Mithraea were generally built partly or completely underground, representing the cave in which Mithras was said to have slain the primordial bull, thereby unleashing the powers of creativity and life into the world.

Mithraism rose to prominence in the 3rd century A.D., though its roots extend much further back. It emphasized courage, integrity, and moral behaviour, and became very popular with soldiers of the Roman army. With its focus on a saviour, sacrifice, and rebirth, it was also a serious threat to early Christianity. It was exclusive to males, who rose through its seven levels by means of fearsome initiation ceremonies.

Mithraic practices
Mithraic observances differed from traditional paganism in that services were held communally, followers sitting on benches either side of a narrow nave leading to an altar. As befits a religion springing from the slaying of a bull, sacrifices were common in mithraic observance, as were shared meals of wine and bread, particularly on the festival of the 25th of December. These latter two observances smacked of mockery to early Christians, who may well have sensed in Mithraism a serious rival. When Constantine the Great legitimized Christianity in 312 A.D. the Christians spent a good deal of energy knocking down everything mithraic in sight.

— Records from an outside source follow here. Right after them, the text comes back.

//! Process lifecycle: startup ordering and graceful shutdown.

pub mod shutdown;

pub use shutdown::Shutdown;
//! Proxied → upstream resolution.
//!
//! # Responsibilities
//! - Strip the front-domain suffix and classify the remaining label
//! - Apply the grammar rules in strict precedence: special project,
//!   `/www/` desktop root, region(+mobile) path prefix, unprefixed
//!   API/static fallthrough
//! - Recover missing region context for API-shaped paths from the Referer
//!
//! # Design Decisions
//! - First match wins; rules are checked in the documented order
//! - A front host naming no known project is an explicit error, answered
//!   by the caller, never silently fetched (that would loop back to us)
//! - Referer recovery is best effort: any parse or resolution failure
//!   degrades to "no region", never fails the request

use url::Url;

use crate::mapping::location::{MappedLocation, RegionContext, MOBILE_MARKER};
use crate::mapping::{with_host_path, ResolveError};
use crate::registry;

/// Path prefixes that carry no region of their own and may borrow one
/// from the referring page.
const API_PATH_PREFIXES: &[&str] = &["/w/api.php", "/w/load.php", "/api/", "/static/"];

/// True for API/static-asset paths eligible for Referer region recovery.
pub fn is_api_path(path: &str) -> bool {
    API_PATH_PREFIXES.iter().any(|p| path.starts_with(p))
}

/// Maps a proxied request URL to the equivalent upstream URL, extracting
/// region/mobile context along the way.
#[derive(Debug, Clone)]
pub struct UpstreamResolver {
    /// Suffix to strip from inbound hosts, `.{front_domain}`.
    front_suffix: String,
    upstream_scheme: String,
}

impl UpstreamResolver {
    pub fn new(front_domain: &str, upstream_scheme: &str) -> Self {
        Self {
            front_suffix: format!(".{}", front_domain.to_ascii_lowercase()),
            upstream_scheme: upstream_scheme.to_string(),
        }
    }

    /// Resolve a proxied URL. Applies the grammar rules in precedence order.
    pub fn resolve(&self, url: &Url) -> Result<MappedLocation, ResolveError> {
        let host = url.host_str().ok_or(ResolveError::MissingHost)?;
        let label = self
            .front_label(host)
            .ok_or_else(|| ResolveError::UnrecognizedHost { host: host.to_string() })?;

        // Rule 1: special project, global host, no regional context.
        if let Some(special) = registry::special(label) {
            let upstream = with_host_path(
                url,
                &self.upstream_scheme,
                &format!("{}.org", special),
                url.path(),
            )?;
            return Ok(MappedLocation::new(upstream, None));
        }

        let family = registry::family(label)
            .ok_or_else(|| ResolveError::UnrecognizedHost { host: host.to_string() })?;
        let path = url.path();

        // Rule 2: canonical desktop-root form.
        if path == "/www" || path.starts_with("/www/") {
            let rest = &path["/www".len()..];
            let rest = if rest.is_empty() { "/" } else { rest };
            let upstream = with_host_path(
                url,
                &self.upstream_scheme,
                &format!("www.{}.org", family),
                rest,
            )?;
            return Ok(MappedLocation::new(upstream, None));
        }

        // Rule 3: region (and optional mobile marker) encoded in the path.
        if let Some((ctx, rest)) = split_region_prefix(path) {
            let upstream = with_host_path(
                url,
                &self.upstream_scheme,
                &format!("{}{}.org", ctx.host_prefix(), family),
                rest,
            )?;
            return Ok(MappedLocation::new(upstream, Some(ctx)));
        }

        // Rule 4: unprefixed API/static path, bare family host.
        let upstream = with_host_path(
            url,
            &self.upstream_scheme,
            &format!("{}.org", family),
            path,
        )?;
        Ok(MappedLocation::new(upstream, None))
    }

    /// Resolve a proxied URL, first splicing region/mobile context recovered
    /// from the Referer onto API-shaped paths that carry none of their own.
    pub fn resolve_with_referer(
        &self,
        url: &Url,
        referer: Option<&str>,
    ) -> Result<MappedLocation, ResolveError> {
        if is_api_path(url.path()) && self.names_family(url) {
            if let Some(ctx) = referer.and_then(|r| self.referer_region(r)) {
                let mut spliced = url.clone();
                spliced.set_path(&format!("{}{}", ctx.path_prefix(), url.path()));
                return self.resolve(&spliced);
            }
        }
        self.resolve(url)
    }

    fn names_family(&self, url: &Url) -> bool {
        url.host_str()
            .and_then(|h| self.front_label(h))
            .is_some_and(registry::is_family)
    }

    /// Region context of the referring page, if it resolves to one.
    fn referer_region(&self, referer: &str) -> Option<RegionContext> {
        let url = Url::parse(referer).ok()?;
        self.resolve(&url).ok()?.region
    }

    /// The host with the front-domain suffix stripped, e.g.
    /// `wikipedia.example.com` → `wikipedia`. `None` when the host is not
    /// under the front domain.
    fn front_label<'a>(&self, host: &'a str) -> Option<&'a str> {
        host.strip_suffix(self.front_suffix.as_str())
            .filter(|label| !label.is_empty())
    }
}

/// Consume a leading `/<region>[/m]` prefix. Returns the extracted context
/// and the remaining path (normalized to `/` when fully consumed).
fn split_region_prefix(path: &str) -> Option<(RegionContext, &str)> {
    let trimmed = path.strip_prefix('/')?;
    let mut segments = trimmed.splitn(3, '/');
    let first = segments.next()?;
    let code = registry::region(first)?;

    let mut consumed = 1 + first.len();
    let mut mobile = false;
    if segments.next() == Some(MOBILE_MARKER) {
        mobile = true;
        consumed += 1 + MOBILE_MARKER.len();
    }

    let rest = &path[consumed..];
    let rest = if rest.is_empty() { "/" } else { rest };
    Some((RegionContext { code, mobile }, rest))
}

The Temple of Mithras was built some time in the middle of the 2nd century A.D. Within the temple were found likenesses of Minerva, Bacchus, and Serapis, imported from Italy. These are now to be seen at the Museum of London. One final note; the form of temple used by mithraism is the fore-runner of the traditional Christian church, with aisles flanking a long nave leading to an altar and an apse. The Christians may have been horrified, but architecturally, at least, they owed a debt of thanks to mithraism.